Torch.no_grad do not work!

Run the following code in pytorch 0.4.0 version, you will see that the requires_grad property of tensor z is True, not False. It seems that torch.no_grad do not work. By the way, change the z=x in to z = x+0 or other functions of x will lead the requires_grad property of tensor z into false.

x = torch.zeros(1, requires_grad=True)
with torch.no_grad():
    z = x

Interesting! I also tried that in version 1.0.0 and the same behaviour happens:

>>> with torch.no_grad():
...     z = x

>>> z.requires_grad
True
>>> with torch.no_grad():
...     z = x + 0.0

>>> z.requires_grad
False

I wonder if this is a bug that needs to be fixed!

I don’t think this is a bug, because in

>>> with torch.no_grad(): 
...     z = x

You are not doing any computation, just referencing an existing object.
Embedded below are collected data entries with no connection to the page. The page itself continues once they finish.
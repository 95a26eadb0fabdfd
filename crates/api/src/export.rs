// Copyright (C) 2026 Fred Clausen
// Use of this source code is governed by an MIT-style
// license that can be found in the LICENSE file or at
// https://opensource.org/licenses/MIT.

//! Schedule export and import.
//!
//! A JSON export embeds the request that produced the schedule so it can be
//! imported and recomputed later. The CSV export is a flat table with one
//! row per period.

use leave_planner::OptimizationRequest;
use leave_planner_domain::{validate_budget, validate_window};
use serde::{Deserialize, Serialize};
use thiserror::Error;
use time::OffsetDateTime;
use time::format_description::well_known::Rfc3339;
use tracing::info;

use crate::error::{ApiError, translate_domain_error};
use crate::handlers::to_optimization_request;
use crate::request_response::{OptimizeRequest, OptimizeResponse, PeriodResponse};

/// Column headers of the CSV export, in order.
pub const CSV_HEADERS: [&str; 5] = ["StartDate", "EndDate", "Days", "Type", "Reason"];

/// The value of the `Type` column for every exported row.
const LEAVE_TYPE: &str = "pto";

/// Export serialization errors.
#[derive(Debug, Error)]
pub enum ExportError {
    /// JSON serialization failed.
    #[error("Failed to serialize JSON: {0}")]
    Json(#[from] serde_json::Error),

    /// A CSV record could not be written.
    #[error("Failed to write CSV: {0}")]
    Csv(#[from] csv::Error),

    /// The CSV writer could not be flushed into its buffer.
    #[error("Failed to flush CSV output: {0}")]
    Flush(String),

    /// The CSV buffer was not valid UTF-8.
    #[error("CSV output is not valid UTF-8: {0}")]
    Utf8(#[from] std::string::FromUtf8Error),

    /// The export timestamp could not be formatted.
    #[error("Failed to format export timestamp: {0}")]
    Timestamp(#[from] time::error::Format),
}

impl From<ExportError> for ApiError {
    fn from(err: ExportError) -> Self {
        Self::Internal {
            message: err.to_string(),
        }
    }
}

/// A saved plan: the request, its schedule, and when it was exported.
#[derive(Debug, Clone, PartialEq, Serialize, Deserialize)]
pub struct ExportDocument {
    /// The request that produced the schedule.
    pub plan: OptimizeRequest,
    /// The computed schedule.
    pub schedule: OptimizeResponse,
    /// RFC 3339 export timestamp.
    pub exported_at: String,
}

#[derive(Debug, Serialize)]
struct CsvRow<'a> {
    start_date: &'a str,
    end_date: &'a str,
    days: u32,
    leave_type: &'static str,
    reason: &'a str,
}

impl<'a> From<&'a PeriodResponse> for CsvRow<'a> {
    fn from(period: &'a PeriodResponse) -> Self {
        Self {
            start_date: &period.start_date,
            end_date: &period.end_date,
            days: period.leave_days_used,
            leave_type: LEAVE_TYPE,
            reason: &period.kind,
        }
    }
}

/// Serializes a schedule and its request as a pretty-printed JSON document.
///
/// # Arguments
///
/// * `request` - The request that produced the schedule
/// * `response` - The computed schedule
/// * `exported_at` - The export timestamp
///
/// # Errors
///
/// Returns `ApiError::Internal` if serialization fails.
pub fn export_json(
    request: &OptimizeRequest,
    response: &OptimizeResponse,
    exported_at: OffsetDateTime,
) -> Result<String, ApiError> {
    let document: ExportDocument = ExportDocument {
        plan: request.clone(),
        schedule: response.clone(),
        exported_at: exported_at.format(&Rfc3339).map_err(ExportError::from)?,
    };

    let json: String = serde_json::to_string_pretty(&document).map_err(ExportError::from)?;
    info!(periods = response.periods.len(), "Exported schedule as JSON");
    Ok(json)
}

/// Serializes a schedule as CSV, one row per period.
///
/// The header row is always written, even for an empty schedule.
///
/// # Errors
///
/// Returns `ApiError::Internal` if writing fails.
pub fn export_csv(response: &OptimizeResponse) -> Result<String, ApiError> {
    write_csv(&response.periods).map_err(ApiError::from)
}

fn write_csv(periods: &[PeriodResponse]) -> Result<String, ExportError> {
    let mut writer: csv::Writer<Vec<u8>> = csv::WriterBuilder::new()
        .has_headers(false)
        .from_writer(Vec::new());

    writer.write_record(CSV_HEADERS)?;
    for period in periods {
        writer.serialize(CsvRow::from(period))?;
    }

    let bytes: Vec<u8> = writer
        .into_inner()
        .map_err(|err| ExportError::Flush(err.to_string()))?;
    let csv: String = String::from_utf8(bytes)?;
    info!(rows = periods.len(), "Exported schedule as CSV");
    Ok(csv)
}

/// Parses a JSON export document and re-validates its embedded request.
///
/// # Arguments
///
/// * `json` - A document produced by `export_json`
///
/// # Errors
///
/// Returns an error if:
/// - The text is not a valid export document
/// - The embedded request fails parsing or validation
pub fn import_json(json: &str) -> Result<ExportDocument, ApiError> {
    let document: ExportDocument =
        serde_json::from_str(json).map_err(|err| ApiError::InvalidInput {
            field: String::from("document"),
            message: format!("Invalid export document: {err}"),
        })?;

    let request: OptimizationRequest = to_optimization_request(&document.plan)?;
    validate_budget(request.leave_days_budget).map_err(translate_domain_error)?;
    validate_window(request.window_start, request.window_end).map_err(translate_domain_error)?;

    info!(exported_at = %document.exported_at, "Imported saved plan");
    Ok(document)
}
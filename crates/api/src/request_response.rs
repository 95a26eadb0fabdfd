// Copyright (C) 2026 Fred Clausen
// Use of this source code is governed by an MIT-style
// license that can be found in the LICENSE file or at
// https://opensource.org/licenses/MIT.

//! API request and response data transfer objects.
//!
//! Dates are `YYYY-MM-DD` strings on the way out. Requests are raw until
//! `handlers::to_optimization_request` validates them.

use leave_planner_domain::{VacationStyle, WeekendDays};

/// API request to compute a leave schedule.
///
/// This DTO is distinct from domain types and represents the API contract.
#[derive(Debug, Clone, PartialEq, Eq, serde::Serialize, serde::Deserialize)]
pub struct OptimizeRequest {
    /// Leave days to spend. Must be positive.
    pub leave_days_budget: i64,
    /// First day of the planning window (`YYYY-MM-DD` or RFC 3339).
    pub start_date: String,
    /// Last day of the planning window (`YYYY-MM-DD` or RFC 3339).
    pub end_date: String,
    /// National holidays.
    #[serde(default)]
    pub holidays: Vec<String>,
    /// Company-wide off-days.
    #[serde(default)]
    pub company_off_days: Vec<String>,
    /// The vacation style identifier.
    #[serde(default = "default_style")]
    pub style: String,
    /// Weekend day-of-week indices (0 = Sunday ... 6 = Saturday).
    #[serde(default = "default_weekend_days")]
    pub weekend_days: Vec<u8>,
}

fn default_style() -> String {
    VacationStyle::default().as_str().to_string()
}

fn default_weekend_days() -> Vec<u8> {
    WeekendDays::default().indices()
}

/// One recommended vacation period.
#[derive(Debug, Clone, PartialEq, serde::Serialize, serde::Deserialize)]
pub struct PeriodResponse {
    /// First day off.
    pub start_date: String,
    /// Last day off.
    pub end_date: String,
    /// Days in the period.
    pub total_days: u32,
    /// Leave days the period costs.
    pub leave_days_used: u32,
    /// Weekend days in the period.
    pub weekend_days: u32,
    /// Holidays and company off-days in the period.
    pub holiday_days: u32,
    /// Days off per leave day.
    pub efficiency: f64,
    /// Why the period was recommended (`holiday_bridge`, `weekend_extension`, `mini_break`).
    pub kind: String,
    /// Human-readable label for the period.
    pub label: String,
}

/// Window-wide counts.
#[derive(Debug, Clone, Copy, PartialEq, Eq, serde::Serialize, serde::Deserialize)]
pub struct MetadataResponse {
    /// Days in the planning window.
    pub total_days_in_range: u32,
    /// Weekend days in the planning window.
    pub weekend_day_count: u32,
    /// Distinct off-days in the planning window.
    pub holiday_day_count: u32,
    /// National holidays in the planning window.
    pub national_holiday_count: u32,
    /// Company off-days in the planning window.
    pub company_off_day_count: u32,
}

/// API response for a computed leave schedule.
#[derive(Debug, Clone, PartialEq, serde::Serialize, serde::Deserialize)]
pub struct OptimizeResponse {
    /// The style the schedule was built for.
    pub style: String,
    /// First day of the planning window.
    pub start_date: String,
    /// Last day of the planning window.
    pub end_date: String,
    /// The leave budget the run started with.
    pub total_leave_budget: u32,
    /// Leave days spent across all periods.
    pub leave_days_used: u32,
    /// Leave days left unspent.
    pub unused_leave_days: u32,
    /// Days off across all periods.
    pub total_days_off: u32,
    /// Days off per leave day across all periods (0 when no leave is used).
    pub overall_efficiency: f64,
    /// Recommended periods, sorted by start date.
    pub periods: Vec<PeriodResponse>,
    /// Window-wide counts.
    pub metadata: MetadataResponse,
}

/// Describes one selectable vacation style.
#[derive(Debug, Clone, PartialEq, Eq, serde::Serialize, serde::Deserialize)]
pub struct StyleInfo {
    /// The wire identifier.
    pub id: String,
    /// Whether this style is used when a request names none.
    pub is_default: bool,
}

/// API response listing the vacation styles.
#[derive(Debug, Clone, PartialEq, Eq, serde::Serialize, serde::Deserialize)]
pub struct ListStylesResponse {
    /// All styles, in display order.
    pub styles: Vec<StyleInfo>,
}
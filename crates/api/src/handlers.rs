// Copyright (C) 2026 Fred Clausen
// Use of this source code is governed by an MIT-style
// license that can be found in the LICENSE file or at
// https://opensource.org/licenses/MIT.

//! API handler functions.

use leave_planner::{OptimizationRequest, Schedule, VacationPeriod};
use leave_planner_domain::{VacationStyle, WeekendDays};
use std::str::FromStr;
use time::Date;
use tracing::info;

use crate::dates::{format_date, parse_date, parse_dates};
use crate::error::{ApiError, translate_core_error, translate_domain_error};
use crate::request_response::{
    ListStylesResponse, MetadataResponse, OptimizeRequest, OptimizeResponse, PeriodResponse,
    StyleInfo,
};

/// Converts an API request into an engine request.
///
/// Dates, style, and weekend indices are parsed here; budget and window
/// rules are left to the engine.
///
/// # Arguments
///
/// * `request` - The API request
///
/// # Errors
///
/// Returns an error if:
/// - A date is malformed
/// - The style is not recognized
/// - A weekend index is outside 0-6
pub fn to_optimization_request(
    request: &OptimizeRequest,
) -> Result<OptimizationRequest, ApiError> {
    let start: Date = parse_date("start_date", &request.start_date)?;
    let end: Date = parse_date("end_date", &request.end_date)?;
    let holidays: Vec<Date> = parse_dates("holidays", &request.holidays)?;
    let company_off_days: Vec<Date> = parse_dates("company_off_days", &request.company_off_days)?;
    let style: VacationStyle =
        VacationStyle::from_str(&request.style).map_err(translate_domain_error)?;
    let weekend: WeekendDays =
        WeekendDays::from_indices(&request.weekend_days).map_err(translate_domain_error)?;

    Ok(
        OptimizationRequest::new(request.leave_days_budget, start, end, style)
            .with_holidays(holidays)
            .with_company_off_days(company_off_days)
            .with_weekend_days(weekend),
    )
}

/// Computes a leave schedule.
///
/// # Arguments
///
/// * `request` - The API request
///
/// # Returns
///
/// * `Ok(OptimizeResponse)` with the recommended periods (possibly none)
/// * `Err(ApiError)` if the request is invalid
///
/// # Errors
///
/// Returns an error if the request fails parsing or validation. Unused
/// budget and empty schedules are not errors.
pub fn optimize(request: &OptimizeRequest) -> Result<OptimizeResponse, ApiError> {
    let engine_request: OptimizationRequest = to_optimization_request(request)?;
    let schedule: Schedule =
        leave_planner::optimize(&engine_request).map_err(translate_core_error)?;

    info!(
        style = %schedule.style,
        periods = schedule.periods.len(),
        leave_days_used = schedule.leave_days_used,
        "Computed leave schedule"
    );

    build_optimize_response(&schedule)
}

/// Lists the selectable vacation styles.
#[must_use]
pub fn list_styles() -> ListStylesResponse {
    let default_style: VacationStyle = VacationStyle::default();
    ListStylesResponse {
        styles: VacationStyle::ALL
            .iter()
            .map(|style| StyleInfo {
                id: style.as_str().to_string(),
                is_default: *style == default_style,
            })
            .collect(),
    }
}

/// Converts an engine schedule into its API representation.
///
/// # Errors
///
/// Returns `ApiError::Internal` if a date cannot be formatted.
pub fn build_optimize_response(schedule: &Schedule) -> Result<OptimizeResponse, ApiError> {
    let periods: Vec<PeriodResponse> = schedule
        .periods
        .iter()
        .map(build_period_response)
        .collect::<Result<_, _>>()?;

    Ok(OptimizeResponse {
        style: schedule.style.as_str().to_string(),
        start_date: format_date(schedule.window.start())?,
        end_date: format_date(schedule.window.end())?,
        total_leave_budget: schedule.total_leave_budget,
        leave_days_used: schedule.leave_days_used,
        unused_leave_days: schedule.unused_leave_days(),
        total_days_off: schedule.total_days_off(),
        overall_efficiency: schedule.overall_efficiency(),
        periods,
        metadata: MetadataResponse {
            total_days_in_range: schedule.metadata.total_days_in_range,
            weekend_day_count: schedule.metadata.weekend_day_count,
            holiday_day_count: schedule.metadata.holiday_day_count,
            national_holiday_count: schedule.metadata.national_holiday_count,
            company_off_day_count: schedule.metadata.company_off_day_count,
        },
    })
}

fn build_period_response(period: &VacationPeriod) -> Result<PeriodResponse, ApiError> {
    Ok(PeriodResponse {
        start_date: format_date(period.start)?,
        end_date: format_date(period.end)?,
        total_days: period.total_days,
        leave_days_used: period.leave_days_used,
        weekend_days: period.weekend_days,
        holiday_days: period.holiday_days,
        efficiency: period.efficiency,
        kind: period.kind.as_str().to_string(),
        label: period.kind.label().to_string(),
    })
}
As soon as you actually use that object, it will correctly set the “requires_grad” attribute to False, so there will never be an issue in practice of falsely computing a gradient in the “with” context.

If your goal is just to get a view of the tensor without gradient, use z = x.detach(). Or if you want to make a copy of it as well, use z = x.clone(). In both cases, .requires_grad will then be False. The with torch.no_grad() is more meant for handling actual computations.

3 Likes

Thank you for you replay.

If I use .view function to change the shape of x, the requires_grad of new variable will also be true rather than false.

 x = torch.FloatTensor([1,2,3,4])
 x.requires_grad_()
with torch.no_grad():
    y = x.view(2,2)

Another situation, if the x is a nn.Module object(for example a nerual network) , the same behavior happens.

What is your suggestion when someone try to get another nn.Module object that share the same parameter value but do not need gradient?

What is your suggestion when someone try to get another nn.Module object that share the same parameter value but do not need gradient?

Use

y = x.detach().view(2,2)

or

y = x.view(2,2).detach()

Hi

Just to give a small precision of why this happens.
When you do:

with torch.no_grad():
    y = x.view(2, 2)

What the no_grad block does is to not consider the operations inside as autograd ops. If you do an out of place operation in it, the result won’t require gradients because the operation that created it is not considered. Now if you return a view to an existing Tensor that itself requires gradient. Even though you ignore ops inside the block, the original Tensor requires gradients and since y here is just a view into it, it also requires gradients.

If you want to detach a Tensor from the computational graph, you can use as suggested above .detach(). I would advise to do the view first btw: y = x.view(2, 2).detach().

1 Like